Recent studies have suggested that the accessory molecules B7.1 (CD80) and B7.2 (CD86) differ in their capacity to generate Th1 vs Th2 responses. Atopic dermatitis (AD) is a chronic allergic skin disease associated with increased IgE synthesis. To determine the potential role of B7.2 molecules in AD, the present study was conducted to compare the expression of B7.1 vs B7.2 on B cells from patients with AD vs normal subjects or patients with psoriasis.
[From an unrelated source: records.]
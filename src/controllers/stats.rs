use actix_web::{web, HttpRequest, HttpResponse, Responder};
use chrono::Utc;
use serde::Deserialize;

use super::authorize;
use crate::models::BotStatus;
use crate::AppState;

pub fn config_routes(cfg: &mut web::ServiceConfig) {
    cfg.service(web::resource("/api/stats").route(web::get().to(get_stats)))
        .service(web::resource("/api/logs").route(web::get().to(get_logs)));
}

#[derive(Deserialize)]
struct LimitQuery {
    limit: Option<i64>,
}

async fn get_stats(req: HttpRequest, state: web::Data<AppState>) -> impl Responder {
    let Some(_session) = authorize(&req, &state) else {
        return HttpResponse::Unauthorized().json(serde_json::json!({
            "error": "Not authenticated"
        }));
    };

    let total_bots = match state.db.list_bots() {
        Ok(bots) => bots.len(),
        Err(e) => {
            log::error!("Failed to count bots: {}", e);
            return HttpResponse::InternalServerError().json(serde_json::json!({
                "error": format!("Database error: {}", e)
            }));
        }
    };

    let error_bots = match state.db.count_bots_with_status(BotStatus::Error) {
        Ok(count) => count,
        Err(e) => {
            log::error!("Failed to count errored bots: {}", e);
            return HttpResponse::InternalServerError().json(serde_json::json!({
                "error": format!("Database error: {}", e)
            }));
        }
    };

    HttpResponse::Ok().json(serde_json::json!({
        "active_bots": state.manager.active_count(),
        "total_bots": total_bots,
        "error_bots": error_bots,
        "timestamp": Utc::now().to_rfc3339()
    }))
}

async fn get_logs(
    req: HttpRequest,
    state: web::Data<AppState>,
    query: web::Query<LimitQuery>,
) -> impl Responder {
    let Some(_session) = authorize(&req, &state) else {
        return HttpResponse::Unauthorized().json(serde_json::json!({
            "error": "Not authenticated"
        }));
    };

    let limit = query.limit.unwrap_or(50).clamp(1, 500);

    match state.db.list_admin_logs(limit) {
        Ok(logs) => HttpResponse::Ok().json(serde_json::json!({
            "success": true,
            "data": logs
        })),
        Err(e) => {
            log::error!("Failed to list admin logs: {}", e);
            HttpResponse::InternalServerError().json(serde_json::json!({
                "error": format!("Database error: {}", e)
            }))
        }
    }
}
The expression of B7.2 on B cells of AD patients (53.67 +/- 3.10%) was significantly higher than normals (38.02 +/- 4.95%; p = 0.02) and psoriasis patients (40.19 +/- 2.70%; p = 0.006). In contrast, there was no significant difference in B7.1 expression among the three subject groups. Interestingly, total serum IgE from AD patients and normal subjects correlated significantly with B7.2 expression on B cells (r = 0.68; p = 0.004), suggesting a role for B7.2+ B cells in IgE synthesis. Indeed, purified B7.2+ B cells produced significantly more IgE than B7.2- B cells in vitro (p = 0.04). Anti-human B7.2, but not B7.1, mAb significantly (p < 0.05) decreased IgE production by PBMC stimulated with IL-4 and anti-CD40 mAb. Furthermore, B7.2+ B cells had a significantly higher level of IL-4R and CD23 expression than B7.1+ B cells. These data demonstrate the predominant expression of B7.2 in AD, but not psoriasis, and a novel role for this molecule in IgE synthesis.